Background
Esophageal and gastric cancer are the eighth and fifth most common cancers worldwide, respectively. 1,2 Both types of cancer have a high mortality rate due in part to the high prevalence of distant metastases at diagnosis (∼20%–30% of patients with esophageal cancer and ∼30%–40% of patients with gastric cancer). 2 –4
Multiple treatment options are available for patients with metastatic or potentially curable disease. Potentially curable gastric and esophageal cancer can be treated with surgery with or without (neo)adjuvant chemo(radio)therapy. Potentially curable esophageal cancer can also be treated with definitive chemoradiotherapy. Metastatic disease is treated mainly with systemic therapy but also with best supportive care. 5,6
However, even in the curative setting, outcome of these treatments is poor in esophageal and gastric cancer, with 5-year survival rates <50%, whereas treatment-related morbidity is high. 7,8 Therefore, patient preferences and values should play a significant role in shared decision-making concerning treatment options. 9 When deciding on treatment, it is therefore vital that patients are provided accurate and preferably personalized information about the risks and benefits of the treatment trajectories, ideally based on prediction models. 10,11
Several prediction models have been developed to predict risks and benefits in patients with esophageal and gastric cancer. 12 However, these models are largely focused on the curative setting and predict survival after completion of a curative resection; they therefore cannot be used for clinical decision-making before the start of treatment, nor can they be used to compare different treatment options. Furthermore, prediction models for the metastatic setting are scarce.
We recently developed 2 models to predict survival in patients with metastatic esophageal or gastric cancer based on tumor, patient, and treatment characteristics. 13 Although these models had good calibration and a fair C-index, some important information was not available at the time of development, such as HER2/neu status and WHO performance status, which would improve the models’ performance. 14,15 The aim of this study (the SOURCE study) is to create 2 new models to predict survival in patients with potentially curable esophageal or gastric cancer and to update our previously published models for patients with metastatic esophageal and gastric cancer.
Methods
This article adheres to the TRIPOD guidelines. 16 According to the Central Committee on Research Involving Human Subjects, this type of study does not require approval from an ethics committee in the Netherlands.

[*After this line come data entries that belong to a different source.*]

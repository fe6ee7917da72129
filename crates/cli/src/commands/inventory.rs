//! `replenish inventory`

use replenish_sync::jobs::{self, InventoryRefreshOutcome};
use replenish_sync::workbook::CsvWorkbook;
use replenish_sync::{ShopifyClient, SyncConfig, SyncError};

/// Refresh the `InventoryLive` sheet.
///
/// # Errors
///
/// Returns an error if the client cannot be built or the job fails.
pub async fn run(config: &SyncConfig) -> Result<(), SyncError> {
    let client = ShopifyClient::new(&config.shopify)?;
    let mut workbook = CsvWorkbook::new(&config.workbook_dir);

    tracing::info!(
        location = %config.location_name,
        workbook = %config.workbook_dir.display(),
        "Refreshing inventory"
    );

    match jobs::refresh_inventory(&client, &mut workbook, &config.location_name).await? {
        InventoryRefreshOutcome::NoSkus => {
            tracing::warn!("No SKUs in {}!A", jobs::INVENTORY_SHEET);
        }
        InventoryRefreshOutcome::NoValidSkus => {
            tracing::warn!("No valid SKUs in {}!A", jobs::INVENTORY_SHEET);
        }
        InventoryRefreshOutcome::Refreshed(summary) => {
            tracing::info!(
                rows = summary.rows,
                unique_skus = summary.unique_skus,
                hits = summary.hits,
                not_found = summary.misses.len(),
                "Inventory refresh complete"
            );
        }
    }

    Ok(())
}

However, the study was approved by the Privacy Review Board of the Netherlands Cancer Registry (NCR; project code K17134).
Dataset
NCR data were used in the development and validation of the SOURCE prediction models. 17 This nationwide population-based registry is prospectively maintained. Since 2015, additional potential predictors were added to the database. We therefore decided to include only patients diagnosed in 2015 through 2018 (the year with the last available data in the NCR) with a primary esophageal or gastric tumor. Patients with cM1 disease were classified as having metastatic cancer, and patients with stage cT1–4a,xN0–3,xM0 disease were classified as having potentially curable disease. This classification was also used in previous studies. 18,19 Patients with metastatic disease whose first metastasis was discovered ≥4 days after treatment initiation were classified as having cM0 disease because they were diagnosed without any metastases.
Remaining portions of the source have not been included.